MAINZ – Er war auch mein Bischof. Am 11. März ist Karl Kardinal Lehmann, der ehemalige Bischof von Mainz verstorben. Seit Dienstag liegt sein Leichnam in der Seminarkirche in der Augustinergasse aufgebahrt. Mit großer Anteilnahme und sehr zahlreich nehmen die Mainzer Abschied.
Das tue ich auch. Im Jahr 2000 kam ich zum Studium nach Mainz: katholische Theologie. Ich hatte zwar davon gehört, aber erst vor Ort bei verschiedenen Gelegenheiten erlebte ich, wie sehr die Mainzer ihren Bischof gemocht haben. Das Eindruckvollste für mich durfte der Applaus gewesen sein, den der Mann Gottes und Fan der 05-er, im Bruchweg-Stadion vor eingien Jahren bekommen hatte.
Eingesetzt in das Amt hatte ihn Papst Johannes Paul II, der polnische Papst, den ich in meiner Jugend ebenfalls erleben durfte. Als junger Messdiener 1983 bei dessen Besuch im schlesischen Sankt Annaberg zum Beispiel. Es war am 21. Juni. Zwei Tage danach ernannte er Karl Lehman offiziell zum Bischof von Mainz. In jener Ära des Kalten Krieges war mir natürlich die zeitliche Nähe der Ereignisse nicht bewusst. Nicht mal im Traum hätte ich damals gedacht, dass ich 33 Jahre später einer Messe für den toten Bischof beiwohnen würde.

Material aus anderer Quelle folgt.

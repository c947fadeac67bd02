/******************************************************************************
   Author: Joaquín Béjar García
   Email: jb@taunais.com
   Date: 27/1/26
******************************************************************************/

//! # IronFast Template
//!
//! FAST (FIX Adapted for Streaming) templates, field operators and message
//! encoding for IronFast.
//!
//! A template is an ordered list of fields. Each scalar field pairs a
//! [`FastType`] with an [`Operator`]; the operator consults the context's
//! dictionaries to decide whether a value must be transmitted at all, and the
//! type's [`TypeCodec`](ironfast_codec::TypeCodec) writes whatever is.
//!
//! ## Features
//!
//! - **Type registry**: The thirteen FAST primitive types, looked up by name
//! - **Field operators**: None, Constant, Default, Copy, Increment, Delta, Tail
//! - **Dictionaries**: Global, template and type scopes, plus application dictionaries
//! - **Field lifecycle**: Fields are attached to a template, then frozen by a context
//! - **Message coding**: Presence maps, template id elision, groups and sequences

pub mod composed;
pub mod context;
pub mod decoder;
pub mod dictionary;
pub mod encoder;
pub mod field;
pub mod group;
pub mod operators;
pub mod registry;
pub mod scalar;
pub mod sequence;
pub mod template;
pub mod types;
pub mod value;

pub use composed::ComposedScalar;
pub use context::{
    Context, ContextConfig, GLOBAL_DICTIONARY, TEMPLATE_DICTIONARY, TYPE_DICTIONARY,
};
pub use decoder::FastDecoder;
pub use dictionary::{Dictionary, DictionaryScope, DictionaryValue, ScopedDictionary};
pub use encoder::FastEncoder;
pub use field::{Attachment, Field, FieldHeader};
pub use group::Group;
pub use operators::Operator;
pub use registry::TypeRegistry;
pub use scalar::Scalar;
pub use sequence::Sequence;
pub use template::{Message, MessageTemplate, TemplateRegistry};
pub use types::FastType;
pub use value::{FieldValue, GroupValue, SequenceValue};
fn integer_from_u64(value: u64) -> Result<ScalarValue> {
    i64::try_from(value)
        .map(ScalarValue::Integer)
        .map_err(|_| FastError::IntegerOverflow)
}

fn exponent_from_i64(value: i64) -> Result<i32> {
    i32::try_from(value).map_err(|_| FastError::IntegerOverflow)
}

fn ascii_string(bytes: &[u8]) -> Result<ScalarValue> {
    std::str::from_utf8(bytes)
        .map(|s| ScalarValue::String(s.to_string()))
        .map_err(|_| FastError::InvalidString)
}

fn utf8_string(bytes: &[u8]) -> Result<ScalarValue> {
    String::from_utf8(bytes.to_vec())
        .map(ScalarValue::String)
        .map_err(|_| FastError::InvalidString)
}

#[cfg(test)]
mod tests {
    use super::*;

    fn round_trip(codec: TypeCodec, value: Option<ScalarValue>) -> Option<ScalarValue> {
        let bytes = codec.encode_to_vec(value.as_ref()).unwrap();
        let mut input = bytes.as_slice();
        let decoded = codec.decode(&mut input).unwrap();
        assert!(input.is_empty(), "{codec:?} left trailing bytes");
        decoded
    }

    #[test]
    fn test_uint_codec() {
        let bytes = TypeCodec::Uint
            .encode_to_vec(Some(&ScalarValue::Integer(300)))
            .unwrap();
        assert_eq!(bytes, vec![0x02, 0xAC]);
        assert_eq!(
            round_trip(TypeCodec::Uint, Some(ScalarValue::Integer(300))),
            Some(ScalarValue::Integer(300))
        );
    }

    #[test]
    fn test_uint_rejects_negative() {
        let err = TypeCodec::Uint
            .encode_to_vec(Some(&ScalarValue::Integer(-1)))
            .unwrap_err();
        assert!(matches!(err, FastError::ValueOutOfRange { .. }));
    }

    #[test]
    fn test_nullable_codecs_round_trip_null() {
        for codec in [
            TypeCodec::NullableUint,
            TypeCodec::NullableInt,
            TypeCodec::NullableAscii,
            TypeCodec::NullableUnicode,
            TypeCodec::NullableByteVector,
            TypeCodec::NullableScaledNumber,
            TypeCodec::NullableStringDelta,
            TypeCodec::NullableByteVectorDelta,
        ] {
            assert_eq!(codec.encode_to_vec(None).unwrap(), vec![0x80]);
            assert_eq!(round_trip(codec, None), None);
        }
    }

    #[test]
    fn test_null_rejected_by_mandatory_codec() {
        let err = TypeCodec::Int.encode_to_vec(None).unwrap_err();
        assert!(matches!(err, FastError::TypeMismatch { actual: "null", .. }));
    }

    #[test]
    fn test_scaled_number() {
        let value = ScalarValue::decimal(-2, 9427);
        assert_eq!(
            TypeCodec::ScaledNumber
                .encode_to_vec(Some(&value))
                .unwrap(),
            vec![0xFE, 0x00, 0x49, 0xD3]
        );
        assert_eq!(
            round_trip(TypeCodec::NullableScaledNumber, Some(value.clone())),
            Some(value)
        );
    }

    #[test]
    fn test_unicode_round_trip() {
        let value = ScalarValue::from("héllo");
        assert_eq!(
            round_trip(TypeCodec::Unicode, Some(value.clone())),
            Some(value)
        );
    }

    #[test]
    fn test_unicode_rejects_invalid_utf8() {
        let data = [0x82, 0xC3, 0x28];
        assert_eq!(
            TypeCodec::Unicode.decode(&mut &data[..]),
            Err(FastError::InvalidString)
        );
    }

    #[test]
    fn test_string_delta() {
        let twin = ScalarValue::Twin(TwinValue::new(-2, ByteVector::from(b"AB".to_vec())));
        let bytes = TypeCodec::StringDelta.encode_to_vec(Some(&twin)).unwrap();
        assert_eq!(bytes, vec![0xFE, b'A', b'B' | 0x80]);
        assert_eq!(round_trip(TypeCodec::StringDelta, Some(twin.clone())), Some(twin));
    }

    #[test]
    fn test_byte_vector_delta() {
        let twin = ScalarValue::Twin(TwinValue::new(3, ByteVector::from(vec![0xFF, 0x00])));
        assert_eq!(
            round_trip(TypeCodec::NullableByteVectorDelta, Some(twin.clone())),
            Some(twin)
        );
    }

    #[test]
    fn test_type_mismatch() {
        let err = TypeCodec::Ascii
            .encode_to_vec(Some(&ScalarValue::Integer(1)))
            .unwrap_err();
        assert_eq!(
            err,
            FastError::TypeMismatch {
                expected: "string",
                actual: "integer"
            }
        );
    }

    #[test]
    fn test_nullable_mapping() {
        assert_eq!(TypeCodec::Uint.nullable(), TypeCodec::NullableUint);
        assert_eq!(TypeCodec::NullableInt.nullable(), TypeCodec::NullableInt);
        assert!(!TypeCodec::StringDelta.is_nullable());
        assert!(TypeCodec::StringDelta.nullable().is_nullable());
    }
}
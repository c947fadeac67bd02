/******************************************************************************
   Author: Joaquín Béjar García
   Email: jb@taunais.com
   Date: 27/1/26
******************************************************************************/

//! Template fields.
//!
//! This module provides:
//! - [`FieldHeader`]: Identity, optionality and attributes shared by every field
//! - [`Attachment`]: Where a field sits in its lifecycle
//! - [`Field`]: The closed set of field kinds with uniform encode/decode entry points
//!
//! A field starts unattached and may be edited freely. Building a
//! [`MessageTemplate`](crate::MessageTemplate) attaches it to that template,
//! and registering the template with an encoder or decoder attaches it to a
//! context, after which it is read-only.

use crate::composed::ComposedScalar;
use crate::context::Context;
use crate::group::Group;
use crate::scalar::Scalar;
use crate::sequence::Sequence;
use crate::value::FieldValue;
use bytes::Buf;
use ironfast_codec::{PresenceMapBuilder, PresenceMapReader};
use ironfast_core::{FastError, QName, Result};
use std::collections::BTreeMap;
use std::hash::{Hash, Hasher};

/// Lifecycle state of a field.
#[derive(Debug, Clone, Default, PartialEq, Eq)]
pub enum Attachment {
    /// Not yet part of a template.
    #[default]
    Unattached,
    /// Part of the named template.
    TemplateAttached(QName),
    /// Part of the named template, which is registered with a context.
    ContextAttached(QName),
}

/// State common to every field.
///
/// Equality and hashing cover name, key, optionality, id and attributes;
/// the lifecycle state is ignored. Cloning yields an unattached header.
#[derive(Debug)]
pub struct FieldHeader {
    name: QName,
    key: QName,
    optional: bool,
    id: Option<String>,
    attributes: BTreeMap<QName, String>,
    attachment: Attachment,
}

impl FieldHeader {
    /// Creates a header whose dictionary key equals its name.
    #[must_use]
    pub fn new(name: impl Into<QName>, optional: bool) -> Self {
        let name = name.into();
        Self {
            key: name.clone(),
            name,
            optional,
            id: None,
            attributes: BTreeMap::new(),
            attachment: Attachment::Unattached,
        }
    }

    /// Creates a header with an explicit dictionary key.
    #[must_use]
    pub fn with_key(name: impl Into<QName>, key: impl Into<QName>, optional: bool) -> Self {
        let mut header = Self::new(name, optional);
        header.key = key.into();
        header
    }

    /// Returns the field name.
    #[must_use]
    pub const fn name(&self) -> &QName {
        &self.name
    }

    /// Returns the dictionary key.
    #[must_use]
    pub const fn key(&self) -> &QName {
        &self.key
    }

    /// Returns true if the field may be absent.
    #[must_use]
    pub const fn is_optional(&self) -> bool {
        self.optional
    }

    /// Returns the field id, or the empty string if none was set.
    #[must_use]
    pub fn id(&self) -> &str {
        self.id.as_deref().unwrap_or("")
    }

    /// Returns true if no id has been set.
    #[must_use]
    pub const fn is_id_null(&self) -> bool {
        self.id.is_none()
    }

    /// Returns the lifecycle state.
    #[must_use]
    pub const fn attachment(&self) -> &Attachment {
        &self.attachment
    }

    /// Returns the template the field belongs to, if any.
    #[must_use]
    pub const fn template(&self) -> Option<&QName> {
        match &self.attachment {
            Attachment::Unattached => None,
            Attachment::TemplateAttached(t) | Attachment::ContextAttached(t) => Some(t),
        }
    }

    /// Returns true once the field's template is registered with a context.
    #[must_use]
    pub const fn is_context_attached(&self) -> bool {
        matches!(self.attachment, Attachment::ContextAttached(_))
    }

    pub(crate) fn check_writable(&self) -> Result<()> {
        if self.is_context_attached() {
            return Err(FastError::ReadOnly {
                field: self.name.clone(),
            });
        }
        Ok(())
    }

    /// Replaces the dictionary key.
    ///
    /// # Errors
    /// Returns `FastError::ReadOnly` once the field is attached to a context.
    pub fn set_key(&mut self, key: impl Into<QName>) -> Result<()> {
        self.check_writable()?;
        self.key = key.into();
        Ok(())
    }

    /// Sets the field id.
    ///
    /// # Errors
    /// Returns `FastError::ReadOnly` once the field is attached to a context.
    pub fn set_id(&mut self, id: impl Into<String>) -> Result<()> {
        self.check_writable()?;
        self.id = Some(id.into());
        Ok(())
    }

    /// Adds or replaces an attribute.
    ///
    /// # Errors
    /// Returns `FastError::ReadOnly` once the field is attached to a context.
    pub fn add_attribute(&mut self, name: impl Into<QName>, value: impl Into<String>) -> Result<()> {
        self.check_writable()?;
        self.attributes.insert(name.into(), value.into());
        Ok(())
    }

    /// Returns true if the attribute is set.
    #[must_use]
    pub fn has_attribute(&self, name: &QName) -> bool {
        self.attributes.contains_key(name)
    }

    /// Returns the attribute value, if set.
    #[must_use]
    pub fn attribute(&self, name: &QName) -> Option<&str> {
        self.attributes.get(name).map(String::as_str)
    }

    /// Returns the attributes in name order.
    pub fn attributes(&self) -> impl Iterator<Item = (&QName, &str)> {
        self.attributes.iter().map(|(k, v)| (k, v.as_str()))
    }

    pub(crate) fn attach_to_template(&mut self, template: &QName) -> Result<()> {
        match &self.attachment {
            Attachment::Unattached => {
                self.attachment = Attachment::TemplateAttached(template.clone());
                Ok(())
            }
            Attachment::TemplateAttached(existing) | Attachment::ContextAttached(existing) => {
                Err(FastError::AlreadyAttachedToTemplate {
                    field: self.name.clone(),
                    template: existing.clone(),
                })
            }
        }
    }

    pub(crate) fn attach_to_context(&mut self) -> Result<()> {
        match &self.attachment {
            Attachment::Unattached => Err(FastError::NotAttachedToTemplate {
                field: self.name.clone(),
            }),
            Attachment::TemplateAttached(template) => {
                self.attachment = Attachment::ContextAttached(template.clone());
                Ok(())
            }
            Attachment::ContextAttached(_) => Err(FastError::AlreadyAttachedToContext {
                field: self.name.clone(),
            }),
        }
    }
}

impl Clone for FieldHeader {
    fn clone(&self) -> Self {
        Self {
            name: self.name.clone(),
            key: self.key.clone(),
            optional: self.optional,
            id: self.id.clone(),
            attributes: self.attributes.clone(),
            attachment: Attachment::Unattached,
        }
    }
}

impl PartialEq for FieldHeader {
    fn eq(&self, other: &Self) -> bool {
        self.name == other.name
            && self.optional == other.optional
            && self.attributes == other.attributes
            && self.id() == other.id()
            && self.key == other.key
    }
}

impl Eq for FieldHeader {}

impl Hash for FieldHeader {
    fn hash<H: Hasher>(&self, state: &mut H) {
        self.name.hash(state);
        self.optional.hash(state);
        self.attributes.hash(state);
        self.id().hash(state);
        self.key.hash(state);
    }
}

/// A template field.
#[derive(Debug, Clone, PartialEq, Eq, Hash)]
pub enum Field {
    /// A single primitive value.
    Scalar(Scalar),
    /// A decimal coded as separate exponent and mantissa fields.
    Composed(ComposedScalar),
    /// A nested group of fields.
    Group(Group),
    /// A repeated group.
    Sequence(Sequence),
}

impl Field {
    /// Returns the header of the field.
    #[must_use]
    pub const fn header(&self) -> &FieldHeader {
        match self {
            Self::Scalar(f) => f.header(),
            Self::Composed(f) => f.header(),
            Self::Group(f) => f.header(),
            Self::Sequence(f) => f.header(),
        }
    }

    /// Returns the header of the field for editing.
    pub fn header_mut(&mut self) -> &mut FieldHeader {
        match self {
            Self::Scalar(f) => f.header_mut(),
            Self::Composed(f) => f.header_mut(),
            Self::Group(f) => f.header_mut(),
            Self::Sequence(f) => f.header_mut(),
        }
    }

    /// Returns the field name.
    #[must_use]
    pub const fn name(&self) -> &QName {
        self.header().name()
    }

    /// Returns the dictionary key.
    #[must_use]
    pub const fn key(&self) -> &QName {
        self.header().key()
    }

    /// Returns true if the field may be absent.
    #[must_use]
    pub const fn is_optional(&self) -> bool {
        self.header().is_optional()
    }

    /// Returns the name of the field kind.
    #[must_use]
    pub const fn type_name(&self) -> &'static str {
        match self {
            Self::Scalar(_) => "scalar",
            Self::Composed(_) => "composed",
            Self::Group(_) => "group",
            Self::Sequence(_) => "sequence",
        }
    }

    /// Returns true if the field occupies a bit in the enclosing presence map.
    #[must_use]
    pub fn uses_presence_map_bit(&self) -> bool {
        match self {
            Self::Scalar(f) => f.uses_presence_map_bit(),
            Self::Composed(f) => f.uses_presence_map_bit(),
            Self::Group(f) => f.uses_presence_map_bit(),
            Self::Sequence(f) => f.uses_presence_map_bit(),
        }
    }

    /// Reports whether the presence bit should be set for an encoding
    /// produced by [`Field::encode`].
    #[must_use]
    pub fn is_presence_map_bit_set(&self, encoding: &[u8], value: Option<&FieldValue>) -> bool {
        match self {
            Self::Scalar(f) => {
                f.is_presence_map_bit_set(encoding, value.and_then(FieldValue::as_scalar))
            }
            Self::Composed(f) => {
                f.is_presence_map_bit_set(encoding, value.and_then(FieldValue::as_scalar))
            }
            Self::Group(_) | Self::Sequence(_) => value.is_some(),
        }
    }

    /// Parses a literal into a value of this field.
    ///
    /// # Errors
    /// Returns `FastError::UnsupportedOperation` for groups and sequences and
    /// the type's parse error for scalars.
    pub fn create_value(&self, literal: &str) -> Result<FieldValue> {
        match self {
            Self::Scalar(f) => f.create_value(literal).map(FieldValue::Scalar),
            Self::Composed(f) => f.create_value(literal).map(FieldValue::Scalar),
            Self::Group(_) | Self::Sequence(_) => Err(FastError::UnsupportedOperation {
                type_name: self.type_name(),
                operation: "create_value",
            }),
        }
    }

    /// Consumes this field's presence bit, if it has one.
    ///
    /// # Errors
    /// Returns `FastError::PresenceMapUnderflow` if the map is exhausted.
    pub fn is_present(&self, pmap: &mut PresenceMapReader) -> Result<bool> {
        match self {
            Self::Scalar(f) => f.is_present(pmap),
            Self::Composed(f) => f.is_present(pmap),
            Self::Group(_) | Self::Sequence(_) if self.uses_presence_map_bit() => pmap.read(),
            Self::Group(_) | Self::Sequence(_) => Ok(true),
        }
    }

    /// Encodes `value`, appending this field's presence bits to `pmap`.
    ///
    /// `template` is the template being encoded; it scopes dictionary
    /// entries. Errors are tagged with this field's name and key.
    ///
    /// # Errors
    /// Returns the first error raised by the field or its children.
    pub fn encode(
        &self,
        value: Option<&FieldValue>,
        template: &Group,
        context: &mut Context,
        pmap: &mut PresenceMapBuilder,
    ) -> Result<Vec<u8>> {
        let result = match (self, value) {
            (Self::Scalar(f), None) => f.encode(None, template, context, pmap),
            (Self::Scalar(f), Some(FieldValue::Scalar(v))) => {
                f.encode(Some(v), template, context, pmap)
            }
            (Self::Composed(f), None) => f.encode(None, template, context, pmap),
            (Self::Composed(f), Some(FieldValue::Scalar(v))) => {
                f.encode(Some(v), template, context, pmap)
            }
            (Self::Group(f), None) => f.encode(None, template, context, pmap),
            (Self::Group(f), Some(FieldValue::Group(v))) => {
                f.encode(Some(v), template, context, pmap)
            }
            (Self::Sequence(f), None) => f.encode(None, template, context, pmap),
            (Self::Sequence(f), Some(FieldValue::Sequence(v))) => {
                f.encode(Some(v), template, context, pmap)
            }
            (_, Some(other)) => Err(FastError::TypeMismatch {
                expected: self.type_name(),
                actual: other.kind(),
            }),
        };
        result.map_err(|e| e.in_field(self.name(), self.key()))
    }

    /// Decodes this field, consuming its presence bits from `pmap`.
    ///
    /// # Errors
    /// Returns the first error raised by the field or its children.
    pub fn decode(
        &self,
        input: &mut impl Buf,
        template: &Group,
        context: &mut Context,
        pmap: &mut PresenceMapReader,
    ) -> Result<Option<FieldValue>> {
        let result = match self {
            Self::Scalar(f) => f
                .decode(input, template, context, pmap)
                .map(|v| v.map(FieldValue::Scalar)),
            Self::Composed(f) => f
                .decode(input, template, context, pmap)
                .map(|v| v.map(FieldValue::Scalar)),
            Self::Group(f) => f
                .decode(input, template, context, pmap)
                .map(|v| v.map(FieldValue::Group)),
            Self::Sequence(f) => f
                .decode(input, template, context, pmap)
                .map(|v| v.map(FieldValue::Sequence)),
        };
        result.map_err(|e| e.in_field(self.name(), self.key()))
    }

    /// Attaches the field, and every nested field, to a template.
    ///
    /// # Errors
    /// Returns `FastError::AlreadyAttachedToTemplate` if any of them already
    /// belongs to a template.
    pub fn attach_to_template(&mut self, template: &QName) -> Result<()> {
        match self {
            Self::Scalar(f) => f.header_mut().attach_to_template(template),
            Self::Composed(f) => f.attach_to_template(template),
            Self::Group(f) => f.attach_to_template(template),
            Self::Sequence(f) => f.attach_to_template(template),
        }
    }

    /// Attaches the field, and every nested field, to a context.
    ///
    /// # Errors
    /// Returns `FastError::NotAttachedToTemplate` if a field has no template
    /// and `FastError::AlreadyAttachedToContext` if it is already attached.
    pub fn attach_to_context(&mut self) -> Result<()> {
        match self {
            Self::Scalar(f) => f.header_mut().attach_to_context(),
            Self::Composed(f) => f.attach_to_context(),
            Self::Group(f) => f.attach_to_context(),
            Self::Sequence(f) => f.attach_to_context(),
        }
    }
}

impl From<Scalar> for Field {
    fn from(field: Scalar) -> Self {
        Self::Scalar(field)
    }
}

impl From<ComposedScalar> for Field {
    fn from(field: ComposedScalar) -> Self {
        Self::Composed(field)
    }
}

impl From<Group> for Field {
    fn from(field: Group) -> Self {
        Self::Group(field)
    }
}

impl From<Sequence> for Field {
    fn from(field: Sequence) -> Self {
        Self::Sequence(field)
    }
}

Jetzt in der vollbesetzten Augustinerkirche, während das Requiem gefeiert wird, fallen mir die beiden Begebenheiten ein.
Die Welt war Anfang der 1980-er Jahre noch anders und Europa geteilt. Ich spüre eine Nähe und Verbundenheit. Lehmann, der Brückenbauer, hat die Auslandsbeziehungen seines Bistums, etwa zur Diözese Oppeln in Polen, in der ich 17 Jahre zu Hause war, gepflegt. Auch finanziell.
Gesehen habe ich den Bischof und späteren Kardinal des öfteren. Ein persönliches Gespräch hat sich bei einer oder zwei Pressekonferenzen auf einige Fragen beschränkt, die er nett beantwortete. An einen Händedruck erinnere ich mich auch.
Jetzt liegt der Mann Gottes auf dem Katafalk aufgebahrt. Ich stehe im hinteren Teil der Kirche, die bis auf den letzten Platz besetzt ist. Aus der Ferne kann ich nur die Umrisse des Leichnams erkennen. Die bischöfliche Kopfbedeckung fällt auf ebenso das violette Messgewand. Doch das Anschauen ist irgendwie unbedeutend.
Diese Zeilen schreibe ich mit Verlaub als Christ. Die Überzeugung, dass er jetzt das Ziel seiner Reise erreicht hat, lässt ein Gefühl von Genugtuung entstehen. Oder ist es Freude? Der Glaube gibt nun mal die Hoffnung auf ein Leben danach.
Lehmanns Tod hat ihn am 4. Fastensonntag ereilt, der in der Liturgie „Laetare“ heißt nach dem Anfang des Eröffnungsverses der Heiligen Messe. „Freue dich, Jerusalem“, es ist ein biblischer Aufruf und eine Ankündigung der Freude nach einer Zeit der Trauer. Dennoch: Die Stimmung in der Kirche ist sehr andächtig. Einzelne Menschen wischen sich mit einem Taschentuch über die Augen. Es tut weh, wenn Menschen gehen.
Wie das Bistum Mainz mitteilte, kann die Bevölkerung bis zum Dienstag, 20. März, persönlich oder während der Gottesdienste Abschied nehmen. Die Seminarkirche ist jeweils von 9 Uhr bis zum Ende des täglichen Requiems, das gegen 17 Uhr gefeiert wird, geöffnet.
Als ich die Kirche später verlassen, spricht mich an der Türschwelle ein Mann an: „Ist das die Kirche, in der Bischof Lehmann aufgebahrt ist?“ Ich nicke. „Wird jetzt so eine Art Andacht gehalten?“, will er noch wissen. „Ja.“ Er dankt für die Antwort und tritt hinein. Offenbar hat Lehmann auch ihn so wie viele Menschen auf unterschiedliche Art angesprochen. Ich stelle mir vor, dass er jetzt den Blick auf die Mainzer und seine Bischofsstadt richtet, als wollte er sagen: „Seid nicht traurig. Gott hat den Tod besiegt. Wir sehen uns wieder“.